How Spider-Man Compares to the Real Thing
Just your friendly neighborhood Spider-Man.
CREDIT: Sony Pictures
In a culture that finds it hard to love most bugs, spiders are nonetheless the ones we tend to accept or at least admire at a distance for their ingenuity with locomotion, insect hunting and home-building.
In each of those areas, the web's the thing, as any Spider-Man fan can see starting Friday when "Spider-Man 3" opens. Spider silk could stop a Boeing 747 in flight, is stronger than bullet-proof Kevlar and more elastic than nylon, biologists say.
"All spiders spin at least one kind of silk and some spiders can produce seven different types," said Cheryl Hayashi, a University of California-Riverside biologist.

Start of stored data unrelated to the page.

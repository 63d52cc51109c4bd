//! # Stash Core
//!
//! Executor-agnostic logic for Stash: capture and list models, the
//! key-value store abstraction, the local capture store, the offline
//! capture queue, and the read-through list cache.
//!
//! This crate contains no tokio, sqlx, reqwest, or filesystem I/O. Storage
//! and remote access are injected through the [`store::KvStore`],
//! [`remote::RemoteSync`], and [`remote::ListSource`] traits.

pub mod cache;
pub mod capture_store;
pub mod connectivity;
pub mod models;
pub mod queue;
pub mod remote;
pub mod store;

#[cfg(test)]
pub(crate) mod testing;
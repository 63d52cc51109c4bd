//! `stash status`: connectivity, queue, and snapshot overview.

use anyhow::Result;
use chrono::Utc;

use stash_core::models::CaptureStatus;

use crate::app::AppContext;
use crate::config::Config;

fn format_age(secs: i64) -> String {
    match secs {
        s if s < 60 => format!("{}s", s.max(0)),
        s if s < 3600 => format!("{}m", s / 60),
        s if s < 86_400 => format!("{}h {}m", s / 3600, (s % 3600) / 60),
        s => format!("{}d", s / 86_400),
    }
}

pub async fn run_status(config: &Config) -> Result<()> {
    let ctx = AppContext::open(config).await?;
    let captures = ctx.stash.queue.pending().await;
    let by_status = |status: CaptureStatus| captures.iter().filter(|c| c.status == status).count();

    println!("Stash Status");
    println!("============");
    println!();
    println!("  Remote:      {}", config.remote.base_url);
    println!(
        "  Connection:  {}",
        if ctx.stash.is_online() { "online" } else { "offline" }
    );
    println!("  Database:    {}", config.db.path.display());
    println!();
    println!("  Captures:    {}", captures.len());
    println!("    pending:     {}", by_status(CaptureStatus::Pending));
    println!("    processing:  {}", by_status(CaptureStatus::Processing));
    println!("    failed:      {}", by_status(CaptureStatus::Failed));
    println!();
    match ctx.stash.cache.read_snapshot().await {
        Some(snapshot) => {
            let age = (Utc::now() - snapshot.timestamp).num_seconds();
            println!(
                "  Snapshot:    {} discoveries, {} notes ({} old)",
                snapshot.discoveries.len(),
                snapshot.notes.len(),
                format_age(age)
            );
        }
        None => println!("  Snapshot:    none"),
    }

    ctx.close().await;
    Ok(())
}

#[cfg(test)]
mod tests {
    use super::*;

    #[test]
    fn test_format_age() {
        assert_eq!(format_age(-3), "0s");
        assert_eq!(format_age(42), "42s");
        assert_eq!(format_age(125), "2m");
        assert_eq!(format_age(3_720), "1h 2m");
        assert_eq!(format_age(200_000), "2d");
    }
}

Most spider silks vary in their strength and elasticity. "Dragline silk is the strongest silk because it supports the weight of the spider," said Hayashi's colleague Randy Lewis at the University of Wyoming. This silk attaches the arachnid to the web and provides support like a rapeller's rope as the spider drops below the web to avoid prey.
Most people thinking of spider silk envision an insect-catching orb web, a wagon-wheel shaped net with its spokes made from strong silk. The center of the wheel, the capture spiral, is made from flagelliform silk that is covered with sticky adhesive droplets. Once dinner is caught, spiders use achniform silk to wrap and immobilize their prey, Hayashi said.
"Spiders are incredibly fascinating in the way they make and are able to manipulate their silks," she said. "They can even recycle their silk by eating it—it's a good source of protein."
It is difficult to study spider silk because of the many types the 39,000 species of spiders produce. However, by cloning spider silk genes and adding them to E. coli bacteria, Hayashi and Lewis have found that the bacteria can produce chemically identical spider silk proteins for experiments.
"By combining different genes, we can create spider silk proteins with novel properties," Hayashi said.
And while "Spidey-sense" might be a comic-book fiction, some of Spider-Man's other abilities are ripped straight from nature, Hayashi says. She and Adam Summers, a University of California, Irvine, biologist, were studying Costa Rican zebra tarantulas and discovered they spun silk from their legs as well as their abdomen.
Spider-Man's high-speed glides through the Manhattan grid of highrises might not be too far off the truth.